|Year : 2020 | Volume
| Issue : 2 | Page : 61-66
Screening for gestational diabetes in pregnancy in Northwestern Ontario
Jenna Poirier1, Ribal Kattini1, Len Kelly2, Sharen Madden3, Brenda Voth2, Joe Dooley3, Brent Marazan4, Ruben Hummelen3
1 Sioux Lookout Local Education Group, Sioux Lookout, Canada
2 Sioux Lookout Meno Ya Win Health Centre, Sioux Lookout, Canada
3 Northern Ontario School of Medicine, Sioux Lookout, ON, Canada
4 Northwest Health Alliance, Thunder Bay, ON, Canada
|Date of Submission||27-Jun-2019|
|Date of Decision||20-Aug-2019|
|Date of Acceptance||07-Jan-2020|
|Date of Web Publication||28-Mar-2020|
MD, M Clin Sci, FCFP, FRRM Len Kelly
Sioux Lookout Meno Ya Win Health Centre, Sioux Lookout
Source of Support: None, Conflict of Interest: None
Introduction: We estimate the screening and prevalence of gestational diabetes mellitus (GDM) in a primarily first nations obstetrical population in Northwestern Ontario.

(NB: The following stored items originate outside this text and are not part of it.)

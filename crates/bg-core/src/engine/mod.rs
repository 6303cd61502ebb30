//! The discovery engine: fuzzy search, range predicates and the
//! filter-and-sort pipeline that combines them.

pub mod pipeline;
pub mod range;
pub mod search;

pub use pipeline::{near_band_ceiling, FilterPipeline, EMPTY_BAND_CEILING};
pub use search::SearchEngine;
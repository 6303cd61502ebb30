//! Table view
//!
//! Tabular listing of the filtered games. Hovering a row drives the shared
//! selection coordinator; the view keeps an id-to-row-rect map so scatter
//! clicks can scroll the matching row into view.

use std::sync::Arc;

use ahash::AHashMap;
use bg_core::{GameId, GameRecord, RowHandle, RowLocator, SelectionCoordinator};
use egui::{Align, Color32, Rect, RichText, ScrollArea, Ui};

use crate::{format_players, BandTier};

/// Configuration for the table view
#[derive(Debug, Clone)]
pub struct TableConfig {
    pub striped_rows: bool,
    pub show_link_column: bool,
    pub highlight_fill: Color32,
}

impl Default for TableConfig {
    fn default() -> Self {
        Self {
            striped_rows: true,
            show_link_column: true,
            highlight_fill: Color32::from_rgb(55, 70, 100),
        }
    }
}

/// Table of filtered games
pub struct TableView {
    pub config: TableConfig,

    // id -> row rect from the last drawn frame
    row_rects: AHashMap<GameId, Rect>,

    // Scroll request applied on the next show
    pending_scroll: Option<Rect>,

    // Row under the pointer last frame, so hover fires on transitions only
    hovered_last: Option<GameId>,
}

impl Default for TableView {
    fn default() -> Self {
        Self::new()
    }
}

impl TableView {
    pub fn new() -> Self {
        Self {
            config: TableConfig::default(),
            row_rects: AHashMap::new(),
            pending_scroll: None,
            hovered_last: None,
        }
    }

    pub fn show(
        &mut self,
        ui: &mut Ui,
        games: &[Arc<GameRecord>],
        band_ceiling: u32,
        selection: &mut SelectionCoordinator,
    ) {
        self.header(ui);
        ui.separator();

        let mut next_rects = AHashMap::with_capacity(games.len());
        let mut hovered_row: Option<GameId> = None;

        ScrollArea::vertical()
            .id_source("game_table")
            .auto_shrink([false, false])
            .show(ui, |ui| {
                if let Some(rect) = self.pending_scroll.take() {
                    ui.scroll_to_rect(rect, Some(Align::Center));
                }

                for (row_index, game) in games.iter().enumerate() {
                    let fill = if selection.is_highlighted(game.id) {
                        self.config.highlight_fill
                    } else if self.config.striped_rows && row_index % 2 == 1 {
                        ui.visuals().faint_bg_color
                    } else {
                        Color32::TRANSPARENT
                    };

                    let frame = egui::Frame::none()
                        .fill(fill)
                        .inner_margin(egui::Margin::symmetric(6.0, 4.0))
                        .show(ui, |ui| {
                            self.row_contents(ui, game, band_ceiling);
                        });

                    let rect = frame.response.rect;
                    next_rects.insert(game.id, rect);

                    let response = ui.interact(
                        rect,
                        ui.id().with(("game_row", game.id)),
                        egui::Sense::hover(),
                    );
                    if response.hovered() {
                        hovered_row = Some(game.id);
                    }
                }
            });

        self.row_rects = next_rects;

        // Enter/leave semantics: report only transitions, so an idle pointer
        // never supersedes a scatter-click highlight pulse.
        if hovered_row != self.hovered_last {
            selection.hover(hovered_row);
            self.hovered_last = hovered_row;
        }
    }

    fn header(&self, ui: &mut Ui) {
        ui.horizontal(|ui| {
            ui.add_sized([70.0, 18.0], egui::Label::new(RichText::new("Band").strong()));
            ui.add_sized([220.0, 18.0], egui::Label::new(RichText::new("Name").strong()));
            ui.add_sized([60.0, 18.0], egui::Label::new(RichText::new("Rating").strong()));
            ui.add_sized([70.0, 18.0], egui::Label::new(RichText::new("Weight").strong()));
            ui.add_sized([70.0, 18.0], egui::Label::new(RichText::new("Players").strong()));
        });
    }

    fn row_contents(&self, ui: &mut Ui, game: &GameRecord, band_ceiling: u32) {
        ui.horizontal(|ui| {
            let tier = BandTier::of(game, band_ceiling);
            ui.add_sized(
                [70.0, 18.0],
                egui::Label::new(RichText::new(tier.label()).color(tier.color()).small()),
            );

            let mut name = RichText::new(&game.name);
            if let Some(year) = game.year_published {
                name = RichText::new(format!("{} ({})", game.name, year));
            }
            ui.add_sized([220.0, 18.0], egui::Label::new(name).truncate(true));
            ui.add_sized(
                [60.0, 18.0],
                egui::Label::new(RichText::new(format!("{:.2}", game.quality)).monospace()),
            );
            ui.add_sized(
                [70.0, 18.0],
                egui::Label::new(RichText::new(format!("{:.1}", game.complexity)).monospace()),
            );
            ui.add_sized(
                [70.0, 18.0],
                egui::Label::new(format_players(game.min_players, game.max_players)),
            );
            if self.config.show_link_column && !game.link.is_empty() {
                ui.hyperlink_to("BGG", &game.link);
            }
        });
    }
}

impl RowLocator for TableView {
    fn locate(&self, id: GameId) -> Option<RowHandle> {
        self.row_rects.get(&id).copied().map(RowHandle)
    }

    fn scroll_into_view(&mut self, handle: RowHandle) {
        self.pending_scroll = Some(handle.0);
    }
}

Methods: The study is an 8-year retrospective analysis of all gestational glucose challenge and tolerance tests performed at the Sioux Lookout Meno Ya Win Health Centre (SLMHC) laboratory from 1 January, 2010 to 31 December, 2017. Test, gestational timing and completion rate of screening were recorded, and GDM prevalence was calculated on the tested population. Screening completion rates were recorded for the subset of women who delivered at SLMHC from 2014 to 2017.

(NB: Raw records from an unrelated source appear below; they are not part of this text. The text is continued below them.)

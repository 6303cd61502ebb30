//! Filter panel
//!
//! All filter widgets in one horizontal, wrapping strip. Text, selector and
//! checkbox edits commit a replacement `Filters` immediately; slider drags
//! are staged and committed through a 300 ms debounce so the pipeline only
//! re-runs once the user settles.

use std::time::{Duration, Instant};

use bg_core::filters::{clamp_range, BandFilter, COMPLEXITY_DOMAIN};
use bg_core::{Catalog, Debouncer, Filters, SortKey, SortOrder};
use egui::{ComboBox, ScrollArea, Slider, TextEdit, Ui};

/// Quiet period between the last slider movement and the committed filter change
pub const SLIDER_DEBOUNCE: Duration = Duration::from_millis(300);

const SORT_OPTIONS: [(SortKey, SortOrder, &str); 5] = [
    (SortKey::Rank, SortOrder::Descending, "Goldilocks (best first)"),
    (SortKey::Quality, SortOrder::Descending, "Rating (high to low)"),
    (SortKey::Quality, SortOrder::Ascending, "Rating (low to high)"),
    (SortKey::Complexity, SortOrder::Ascending, "Complexity (low to high)"),
    (SortKey::Complexity, SortOrder::Descending, "Complexity (high to low)"),
];

/// The filter strip above the result views
pub struct FilterPanel {
    /// Live widget values; equal to the committed filters except while a
    /// slider drag is being debounced
    staged: Filters,

    /// Pending slider commit
    debounce: Debouncer<Filters>,

    /// Valid quality score bounds for the loaded catalog
    quality_domain: [f64; 2],
}

impl FilterPanel {
    pub fn new(filters: Filters, quality_domain: [f64; 2]) -> Self {
        Self {
            staged: filters,
            debounce: Debouncer::new(SLIDER_DEBOUNCE),
            quality_domain,
        }
    }

    /// Adopt externally replaced filters (e.g. a menu reset), dropping any
    /// staged slider value.
    pub fn sync(&mut self, filters: &Filters) {
        self.staged = filters.clone();
        self.debounce.cancel();
    }

    /// Deadline of the pending slider commit, for repaint scheduling
    pub fn next_deadline(&self) -> Option<Instant> {
        self.debounce.next_deadline()
    }

    /// Draw the panel. Returns a replacement `Filters` when an edit (or an
    /// elapsed slider debounce) commits this frame.
    pub fn show(&mut self, ui: &mut Ui, catalog: &Catalog, shown: usize) -> Option<Filters> {
        let now = Instant::now();
        let mut committed = self.debounce.poll(now);

        let mut immediate = false;
        let mut slider_moved = false;

        ui.horizontal_wrapped(|ui| {
            // Search
            let search_response = ui.add(
                TextEdit::singleline(&mut self.staged.search)
                    .hint_text("Search games...")
                    .desired_width(160.0),
            );
            immediate |= search_response.changed();

            // Band selector
            ui.label("Show:");
            ComboBox::from_id_source("band_filter")
                .selected_text(self.staged.band.label())
                .show_ui(ui, |ui| {
                    for band in [BandFilter::All, BandFilter::OptimalAndNear, BandFilter::OptimalOnly] {
                        immediate |= ui
                            .selectable_value(&mut self.staged.band, band, band.label())
                            .changed();
                    }
                });

            // Complexity range
            ui.label("Complexity:");
            slider_moved |= self.range_sliders(ui, COMPLEXITY_DOMAIN, |filters| {
                &mut filters.complexity_range
            });

            // Quality range
            ui.label("Rating:");
            let quality_domain = self.quality_domain;
            slider_moved |= self.range_sliders(ui, quality_domain, |filters| {
                &mut filters.quality_range
            });

            // Player count
            ui.label("Players:");
            ComboBox::from_id_source("player_count")
                .selected_text(match self.staged.player_count {
                    None => "Any".to_string(),
                    Some(n) => format!("{n}"),
                })
                .show_ui(ui, |ui| {
                    immediate |= ui
                        .selectable_value(&mut self.staged.player_count, None, "Any")
                        .changed();
                    for n in 1..=6 {
                        immediate |= ui
                            .selectable_value(&mut self.staged.player_count, Some(n), format!("{n}"))
                            .changed();
                    }
                });

            // Tag multi-selects
            immediate |= tag_menu(ui, "Categories", catalog.categories(), &mut self.staged.categories);
            immediate |= tag_menu(ui, "Mechanics", catalog.mechanics(), &mut self.staged.mechanics);

            // Sort
            ui.label("Sort:");
            let sort_label = SORT_OPTIONS
                .iter()
                .find(|(key, order, _)| {
                    *key == self.staged.sort_by && *order == self.staged.sort_order
                })
                .map(|(_, _, label)| *label)
                .unwrap_or("Custom");
            ComboBox::from_id_source("sort_by")
                .selected_text(sort_label)
                .show_ui(ui, |ui| {
                    for (key, order, label) in SORT_OPTIONS {
                        let selected =
                            self.staged.sort_by == key && self.staged.sort_order == order;
                        if ui.selectable_label(selected, label).clicked() && !selected {
                            self.staged.sort_by = key;
                            self.staged.sort_order = order;
                            immediate = true;
                        }
                    }
                });

            ui.label(format!("Showing {} of {} games", shown, catalog.len()));
        });

        if immediate {
            // An immediate edit also flushes any staged slider value.
            self.debounce.cancel();
            committed = Some(self.staged.clone());
        } else if slider_moved {
            self.debounce.schedule(self.staged.clone(), now);
        }

        if let Some(filters) = &committed {
            tracing::debug!(?filters.band, search = %filters.search, "filters committed");
        }
        committed
    }

    /// Paired lo/hi sliders over one range field. Keeps lo <= hi by pushing
    /// the other end along and clamps to the domain.
    fn range_sliders(
        &mut self,
        ui: &mut Ui,
        domain: [f64; 2],
        field: impl Fn(&mut Filters) -> &mut [f64; 2],
    ) -> bool {
        let range = field(&mut self.staged);
        let mut lo = range[0];
        let mut hi = range[1];

        let lo_response = ui.add(Slider::new(&mut lo, domain[0]..=domain[1]).fixed_decimals(1));
        let hi_response = ui.add(Slider::new(&mut hi, domain[0]..=domain[1]).fixed_decimals(1));

        if lo_response.changed() {
            hi = hi.max(lo);
        }
        if hi_response.changed() {
            lo = lo.min(hi);
        }
        *range = clamp_range([lo, hi], domain);

        lo_response.changed() || hi_response.changed()
    }
}

/// Checkbox menu over a tag list with a clear button. Returns true when the
/// selection changed.
fn tag_menu(
    ui: &mut Ui,
    label: &str,
    options: &[String],
    selected: &mut ahash::AHashSet<String>,
) -> bool {
    let mut changed = false;
    let title = if selected.is_empty() {
        label.to_string()
    } else {
        format!("{} ({})", label, selected.len())
    };
    ui.menu_button(title, |ui| {
        if !selected.is_empty() && ui.button("Clear selection").clicked() {
            selected.clear();
            changed = true;
            ui.close_menu();
        }
        ScrollArea::vertical()
            .id_source((label, "tag_menu"))
            .max_height(220.0)
            .show(ui, |ui| {
                for option in options {
                    let mut on = selected.contains(option);
                    if ui.checkbox(&mut on, option).changed() {
                        if on {
                            selected.insert(option.clone());
                        } else {
                            selected.remove(option);
                        }
                        changed = true;
                    }
                }
            });
    });
    changed
}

Results: The average annual GDM prevalence was 12%, double the Ontario rate. Over the 8-year period, 513 patients were diagnosed with GDM among the 4298 patients screened. Patients were screened with the 2-step (90%) or the 1-step (10%) protocol. Screening occurred <20 weeks in 3%; 54% occurred in <28 weeks and 40% >28 weeks. Seventy percent of the tests were from remote nursing stations. The screening completion rate for women delivering at SLMHC in 2017 was 80.8%.
Conclusion: The prevalence of GDM in Northwestern Ontario is twice the provincial rate. Most screening used the 2-step protocol; early screening was underused. Improvements in screening programming are underway and future research may match surveillance rates and results to GDM outcomes.

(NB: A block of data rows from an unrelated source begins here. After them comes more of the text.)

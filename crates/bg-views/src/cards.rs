//! Card list view
//!
//! Narrow-layout replacement for the table: one card per game, tapping a
//! card expands it (collapsing whichever other card was open) to reveal the
//! description, tags and link.

use std::sync::Arc;

use bg_core::{GameRecord, SelectionCoordinator};
use egui::{RichText, ScrollArea, Ui};

use crate::{format_players, BandTier};

/// Expandable card list over the filtered games
#[derive(Default)]
pub struct CardListView;

impl CardListView {
    pub fn new() -> Self {
        Self
    }

    pub fn show(
        &mut self,
        ui: &mut Ui,
        games: &[Arc<GameRecord>],
        band_ceiling: u32,
        selection: &mut SelectionCoordinator,
    ) {
        ScrollArea::vertical()
            .id_source("game_cards")
            .auto_shrink([false, false])
            .show(ui, |ui| {
                for game in games {
                    let expanded = selection.is_expanded(game.id);
                    let frame = egui::Frame::group(ui.style())
                        .fill(ui.visuals().faint_bg_color)
                        .show(ui, |ui| {
                            self.card_header(ui, game, band_ceiling, expanded);
                            if expanded {
                                ui.separator();
                                self.card_body(ui, game);
                            }
                        });

                    let response = frame.response.interact(egui::Sense::click());
                    if response.clicked() {
                        selection.mobile_click(game.id);
                    }
                }
            });
    }

    fn card_header(&self, ui: &mut Ui, game: &GameRecord, band_ceiling: u32, expanded: bool) {
        ui.horizontal(|ui| {
            ui.strong(&game.name);
            if game.is_optimal() {
                let tier = BandTier::of(game, band_ceiling);
                ui.label(RichText::new(tier.label()).color(tier.color()).small());
            }
            ui.with_layout(egui::Layout::right_to_left(egui::Align::Center), |ui| {
                ui.label(if expanded { "\u{2303}" } else { "\u{2304}" });
            });
        });
        ui.horizontal(|ui| {
            if let Some(year) = game.year_published {
                ui.weak(year.to_string());
            }
            ui.label(format!("Rating {:.2}", game.quality));
            ui.label(format!("Complexity {:.1}", game.complexity));
            ui.label(format!(
                "{} players",
                format_players(game.min_players, game.max_players)
            ));
        });
    }

    fn card_body(&self, ui: &mut Ui, game: &GameRecord) {
        if !game.recommended_with.is_empty() {
            let counts: Vec<String> = game.recommended_with.iter().map(u32::to_string).collect();
            ui.label(format!("Recommended with: {}", counts.join(", ")));
        }
        if !game.categories.is_empty() {
            ui.label(format!("Categories: {}", game.categories.join(", ")));
        }
        if !game.mechanics.is_empty() {
            ui.label(format!("Mechanics: {}", game.mechanics.join(", ")));
        }
        if !game.description.is_empty() {
            ui.add_space(4.0);
            ui.label(RichText::new(truncated(&game.description, 280)).weak());
        }
        if !game.link.is_empty() {
            ui.hyperlink_to("View on BGG", &game.link);
        }
    }
}

fn truncated(text: &str, max_chars: usize) -> String {
    if text.chars().count() <= max_chars {
        text.to_string()
    } else {
        let cut: String = text.chars().take(max_chars).collect();
        format!("{cut}\u{2026}")
    }
}
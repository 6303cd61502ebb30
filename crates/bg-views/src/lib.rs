//! Rendering collaborators for the discovery engine
//!
//! Table, scatter plot, card list and detail card. Each view consumes the
//! filtered record sequence plus the shared selection snapshot and reports
//! interactions back through the coordinator; none of them owns filter or
//! selection state.

pub mod cards;
pub mod detail;
pub mod scatter;
pub mod table;

use bg_core::GameRecord;
use egui::Color32;

pub use cards::CardListView;
pub use detail::DetailCard;
pub use scatter::{ScatterConfig, ScatterView};
pub use table::{TableConfig, TableView};

/// Which band a game falls into, relative to the derived band ceiling
#[derive(Debug, Clone, Copy, PartialEq, Eq)]
pub enum BandTier {
    Optimal,
    Near,
    Rest,
}

impl BandTier {
    pub fn of(record: &GameRecord, band_ceiling: u32) -> Self {
        if record.rank == 1 {
            BandTier::Optimal
        } else if record.rank <= band_ceiling {
            BandTier::Near
        } else {
            BandTier::Rest
        }
    }

    pub fn label(self) -> &'static str {
        match self {
            BandTier::Optimal => "Optimal",
            BandTier::Near => "Near optimal",
            BandTier::Rest => "Rest",
        }
    }

    pub fn color(self) -> Color32 {
        match self {
            BandTier::Optimal => Color32::from_rgb(236, 72, 153), // pink
            BandTier::Near => Color32::from_rgb(45, 212, 191),    // teal
            BandTier::Rest => Color32::from_rgb(167, 139, 250),   // soft purple
        }
    }
}

/// Player range label, e.g. "2-4" or "3"
pub fn format_players(min: u32, max: u32) -> String {
    if min == max {
        format!("{min}")
    } else {
        format!("{min}-{max}")
    }
}

#[cfg(test)]
mod tests {
    use super::*;

    #[test]
    fn test_band_tier_respects_ceiling() {
        let mut record: GameRecord =
            serde_json::from_str(r#"{"id": 1, "name": "A", "quality": 7.0, "complexity": 2.0, "rank": 1}"#)
                .unwrap();
        assert_eq!(BandTier::of(&record, 4), BandTier::Optimal);
        record.rank = 3;
        assert_eq!(BandTier::of(&record, 4), BandTier::Near);
        record.rank = 5;
        assert_eq!(BandTier::of(&record, 4), BandTier::Rest);
    }

    #[test]
    fn test_format_players() {
        assert_eq!(format_players(2, 4), "2-4");
        assert_eq!(format_players(3, 3), "3");
    }
}
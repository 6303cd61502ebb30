//! User interface chrome for the board game finder
//!
//! This crate provides the egui-based filter panel, theme and shell
//! helpers around the core discovery engine.

pub mod filter_panel;
pub mod shell;
pub mod theme;

pub use filter_panel::FilterPanel;
pub use shell::{menu_bar, ShellAction};
pub use theme::{apply_theme, Theme};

Introduction: Nous estimons le dépistage et la prévalence du diabète gestationnel au sein d'une population obstétrique composée principalement de femmes des Premières Nations du Nord-Ouest de l'Ontario.
Méthodologie: Il s'agissait d'une analyse rétrospective de 8 ans de toutes les épreuves d'hyperglycémie gestationnelle provoquée et de tous les tests de tolérance au glucose effectués au laboratoire Sioux Lookout Meno Ya Win Health Centre (SLMHC) entre le 1er janvier 2010 et le 31 décembre 2017. Le nombre de tests, le moment de la grossesse et le taux d'achèvement des tests de dépistage ont été consignés, et la prévalence du diabète gestationnel a été calculée dans la population testée. Le taux d'achèvement des tests de dépistage du sous-groupe de femmes ayant accouché au SLMHC entre 2014 et 2017 a aussi été consigné.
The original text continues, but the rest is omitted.